Exercise | Repeat precisely the span of lines below that opens with the line containing "let view = tokio::task::spawn_blocking(move" and closes with the line containing "for row in &rows", both included.

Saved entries
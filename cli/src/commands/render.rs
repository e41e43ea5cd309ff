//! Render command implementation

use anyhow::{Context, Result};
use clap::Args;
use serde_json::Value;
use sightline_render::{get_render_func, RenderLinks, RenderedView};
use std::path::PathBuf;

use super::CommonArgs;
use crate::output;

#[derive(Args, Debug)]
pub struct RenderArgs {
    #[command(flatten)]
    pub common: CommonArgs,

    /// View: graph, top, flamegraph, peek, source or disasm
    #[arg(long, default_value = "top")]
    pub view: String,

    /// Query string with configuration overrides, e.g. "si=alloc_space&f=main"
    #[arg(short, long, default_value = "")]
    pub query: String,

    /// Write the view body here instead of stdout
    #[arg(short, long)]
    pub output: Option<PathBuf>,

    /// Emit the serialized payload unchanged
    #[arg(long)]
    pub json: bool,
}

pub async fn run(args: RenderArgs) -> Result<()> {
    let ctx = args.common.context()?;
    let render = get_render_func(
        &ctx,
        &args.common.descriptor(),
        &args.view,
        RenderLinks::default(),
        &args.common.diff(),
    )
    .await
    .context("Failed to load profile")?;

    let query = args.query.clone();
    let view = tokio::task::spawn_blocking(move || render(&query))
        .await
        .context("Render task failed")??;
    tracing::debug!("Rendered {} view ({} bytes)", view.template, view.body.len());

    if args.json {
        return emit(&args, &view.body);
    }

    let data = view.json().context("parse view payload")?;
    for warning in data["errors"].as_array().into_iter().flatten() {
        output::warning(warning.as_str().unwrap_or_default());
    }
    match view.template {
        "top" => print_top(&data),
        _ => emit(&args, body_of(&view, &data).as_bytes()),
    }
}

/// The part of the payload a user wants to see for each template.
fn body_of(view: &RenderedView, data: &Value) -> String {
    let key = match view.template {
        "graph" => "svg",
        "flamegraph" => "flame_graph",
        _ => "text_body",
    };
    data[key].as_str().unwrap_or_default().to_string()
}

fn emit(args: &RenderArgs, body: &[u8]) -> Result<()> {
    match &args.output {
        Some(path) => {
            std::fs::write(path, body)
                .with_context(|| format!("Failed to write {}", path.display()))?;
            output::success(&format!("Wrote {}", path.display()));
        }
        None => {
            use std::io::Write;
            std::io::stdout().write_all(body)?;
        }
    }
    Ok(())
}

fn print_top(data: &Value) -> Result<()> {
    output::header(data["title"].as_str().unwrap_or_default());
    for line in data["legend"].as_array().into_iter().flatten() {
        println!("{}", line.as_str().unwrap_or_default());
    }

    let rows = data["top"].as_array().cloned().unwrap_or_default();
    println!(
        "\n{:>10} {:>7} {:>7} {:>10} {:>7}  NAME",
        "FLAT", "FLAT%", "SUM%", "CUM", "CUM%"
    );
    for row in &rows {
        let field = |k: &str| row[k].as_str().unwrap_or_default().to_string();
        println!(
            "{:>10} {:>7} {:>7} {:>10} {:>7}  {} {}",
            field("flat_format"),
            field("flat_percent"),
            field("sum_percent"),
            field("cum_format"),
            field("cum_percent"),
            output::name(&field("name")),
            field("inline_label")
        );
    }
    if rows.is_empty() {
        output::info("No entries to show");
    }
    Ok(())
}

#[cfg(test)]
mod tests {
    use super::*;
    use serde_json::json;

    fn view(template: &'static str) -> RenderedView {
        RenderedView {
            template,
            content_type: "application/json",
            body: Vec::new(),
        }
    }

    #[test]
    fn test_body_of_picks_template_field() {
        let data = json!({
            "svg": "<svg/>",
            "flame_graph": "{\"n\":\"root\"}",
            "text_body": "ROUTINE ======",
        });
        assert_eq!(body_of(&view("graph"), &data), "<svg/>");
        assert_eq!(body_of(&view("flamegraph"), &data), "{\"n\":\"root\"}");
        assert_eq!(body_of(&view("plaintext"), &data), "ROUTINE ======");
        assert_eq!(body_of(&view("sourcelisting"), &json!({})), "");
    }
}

...

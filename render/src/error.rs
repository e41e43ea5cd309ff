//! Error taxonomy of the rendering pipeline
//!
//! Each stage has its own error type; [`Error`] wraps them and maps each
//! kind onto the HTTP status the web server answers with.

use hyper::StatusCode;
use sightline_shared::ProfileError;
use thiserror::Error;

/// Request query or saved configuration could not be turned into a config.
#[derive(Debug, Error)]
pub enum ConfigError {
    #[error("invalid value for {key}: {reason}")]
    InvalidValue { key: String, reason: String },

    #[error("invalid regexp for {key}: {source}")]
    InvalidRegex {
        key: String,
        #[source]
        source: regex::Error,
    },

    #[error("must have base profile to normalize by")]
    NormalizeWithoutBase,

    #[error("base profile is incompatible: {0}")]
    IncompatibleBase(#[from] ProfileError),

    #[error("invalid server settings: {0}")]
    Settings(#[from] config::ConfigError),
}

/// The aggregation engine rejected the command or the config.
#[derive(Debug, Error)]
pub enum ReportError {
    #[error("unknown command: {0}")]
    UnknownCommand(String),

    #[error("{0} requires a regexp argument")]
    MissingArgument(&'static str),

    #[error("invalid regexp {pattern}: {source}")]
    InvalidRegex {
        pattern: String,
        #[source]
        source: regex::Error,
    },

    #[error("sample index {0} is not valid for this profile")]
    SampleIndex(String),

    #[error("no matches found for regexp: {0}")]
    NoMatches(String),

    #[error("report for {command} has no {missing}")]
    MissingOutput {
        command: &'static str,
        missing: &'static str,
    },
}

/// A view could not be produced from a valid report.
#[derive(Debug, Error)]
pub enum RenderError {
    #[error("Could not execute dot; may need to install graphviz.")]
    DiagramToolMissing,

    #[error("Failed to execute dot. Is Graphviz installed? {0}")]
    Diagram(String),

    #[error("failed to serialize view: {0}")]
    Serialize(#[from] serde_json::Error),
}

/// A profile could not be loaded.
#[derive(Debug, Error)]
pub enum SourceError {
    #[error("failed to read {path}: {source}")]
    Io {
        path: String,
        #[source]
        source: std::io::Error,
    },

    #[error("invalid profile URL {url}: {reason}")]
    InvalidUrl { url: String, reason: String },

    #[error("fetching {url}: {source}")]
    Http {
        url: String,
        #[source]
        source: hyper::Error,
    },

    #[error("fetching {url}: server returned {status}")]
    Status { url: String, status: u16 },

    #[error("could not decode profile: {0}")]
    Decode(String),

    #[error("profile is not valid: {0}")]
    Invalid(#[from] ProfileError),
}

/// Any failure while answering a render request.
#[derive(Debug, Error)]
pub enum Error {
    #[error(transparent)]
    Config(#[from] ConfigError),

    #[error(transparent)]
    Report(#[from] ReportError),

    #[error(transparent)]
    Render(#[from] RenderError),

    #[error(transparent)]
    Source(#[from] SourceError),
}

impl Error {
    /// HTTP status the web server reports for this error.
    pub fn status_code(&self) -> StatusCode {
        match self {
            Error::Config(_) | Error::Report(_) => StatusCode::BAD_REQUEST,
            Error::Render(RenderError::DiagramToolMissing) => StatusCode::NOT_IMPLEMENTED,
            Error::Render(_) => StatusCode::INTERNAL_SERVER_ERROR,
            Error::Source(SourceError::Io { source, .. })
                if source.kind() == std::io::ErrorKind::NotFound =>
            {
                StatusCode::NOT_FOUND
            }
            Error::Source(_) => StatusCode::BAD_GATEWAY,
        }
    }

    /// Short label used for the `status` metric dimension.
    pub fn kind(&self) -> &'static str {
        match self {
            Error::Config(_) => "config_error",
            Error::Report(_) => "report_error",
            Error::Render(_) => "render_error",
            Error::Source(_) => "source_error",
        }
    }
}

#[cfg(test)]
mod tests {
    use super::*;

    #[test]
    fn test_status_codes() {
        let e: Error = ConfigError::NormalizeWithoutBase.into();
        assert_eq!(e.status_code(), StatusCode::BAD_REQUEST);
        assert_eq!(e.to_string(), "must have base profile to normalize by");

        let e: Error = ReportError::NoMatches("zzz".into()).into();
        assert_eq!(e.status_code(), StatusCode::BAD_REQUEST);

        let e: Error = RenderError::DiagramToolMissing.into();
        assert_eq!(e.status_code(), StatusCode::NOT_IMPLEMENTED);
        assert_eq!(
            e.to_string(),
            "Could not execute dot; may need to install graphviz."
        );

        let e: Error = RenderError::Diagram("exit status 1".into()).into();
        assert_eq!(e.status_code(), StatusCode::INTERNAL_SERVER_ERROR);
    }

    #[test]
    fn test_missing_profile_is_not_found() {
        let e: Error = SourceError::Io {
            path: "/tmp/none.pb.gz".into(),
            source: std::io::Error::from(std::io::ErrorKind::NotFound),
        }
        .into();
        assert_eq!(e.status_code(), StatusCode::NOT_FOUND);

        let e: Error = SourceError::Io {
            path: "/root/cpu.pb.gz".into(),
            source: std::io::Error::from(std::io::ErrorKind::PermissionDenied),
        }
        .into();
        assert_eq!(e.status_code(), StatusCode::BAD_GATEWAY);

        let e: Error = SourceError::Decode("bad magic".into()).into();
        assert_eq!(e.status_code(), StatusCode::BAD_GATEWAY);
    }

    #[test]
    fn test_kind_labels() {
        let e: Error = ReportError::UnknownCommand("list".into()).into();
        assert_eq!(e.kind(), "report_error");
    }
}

Response area |
    let view = tokio::task::spawn_blocking(move || render(&query))
        .await
        .context("Render task failed")??;
    tracing::debug!("Rendered {} view ({} bytes)", view.template, view.body.len());

    if args.json {
        return emit(&args, &view.body);
    }

    let data = view.json().context("parse view payload")?;
    for warning in data["errors"].as_array().into_iter().flatten() {
        output::warning(warning.as_str().unwrap_or_default());
    }
    match view.template {
        "top" => print_top(&data),
        _ => emit(&args, body_of(&view, &data).as_bytes()),
    }
}

/// The part of the payload a user wants to see for each template.
fn body_of(view: &RenderedView, data: &Value) -> String {
    let key = match view.template {
        "graph" => "svg",
        "flamegraph" => "flame_graph",
        _ => "text_body",
    };
    data[key].as_str().unwrap_or_default().to_string()
}

fn emit(args: &RenderArgs, body: &[u8]) -> Result<()> {
    match &args.output {
        Some(path) => {
            std::fs::write(path, body)
                .with_context(|| format!("Failed to write {}", path.display()))?;
            output::success(&format!("Wrote {}", path.display()));
        }
        None => {
            use std::io::Write;
            std::io::stdout().write_all(body)?;
        }
    }
    Ok(())
}

fn print_top(data: &Value) -> Result<()> {
    output::header(data["title"].as_str().unwrap_or_default());
    for line in data["legend"].as_array().into_iter().flatten() {
        println!("{}", line.as_str().unwrap_or_default());
    }

    let rows = data["top"].as_array().cloned().unwrap_or_default();
    println!(
        "\n{:>10} {:>7} {:>7} {:>10} {:>7}  NAME",
        "FLAT", "FLAT%", "SUM%", "CUM", "CUM%"
    );
    for row in &rows {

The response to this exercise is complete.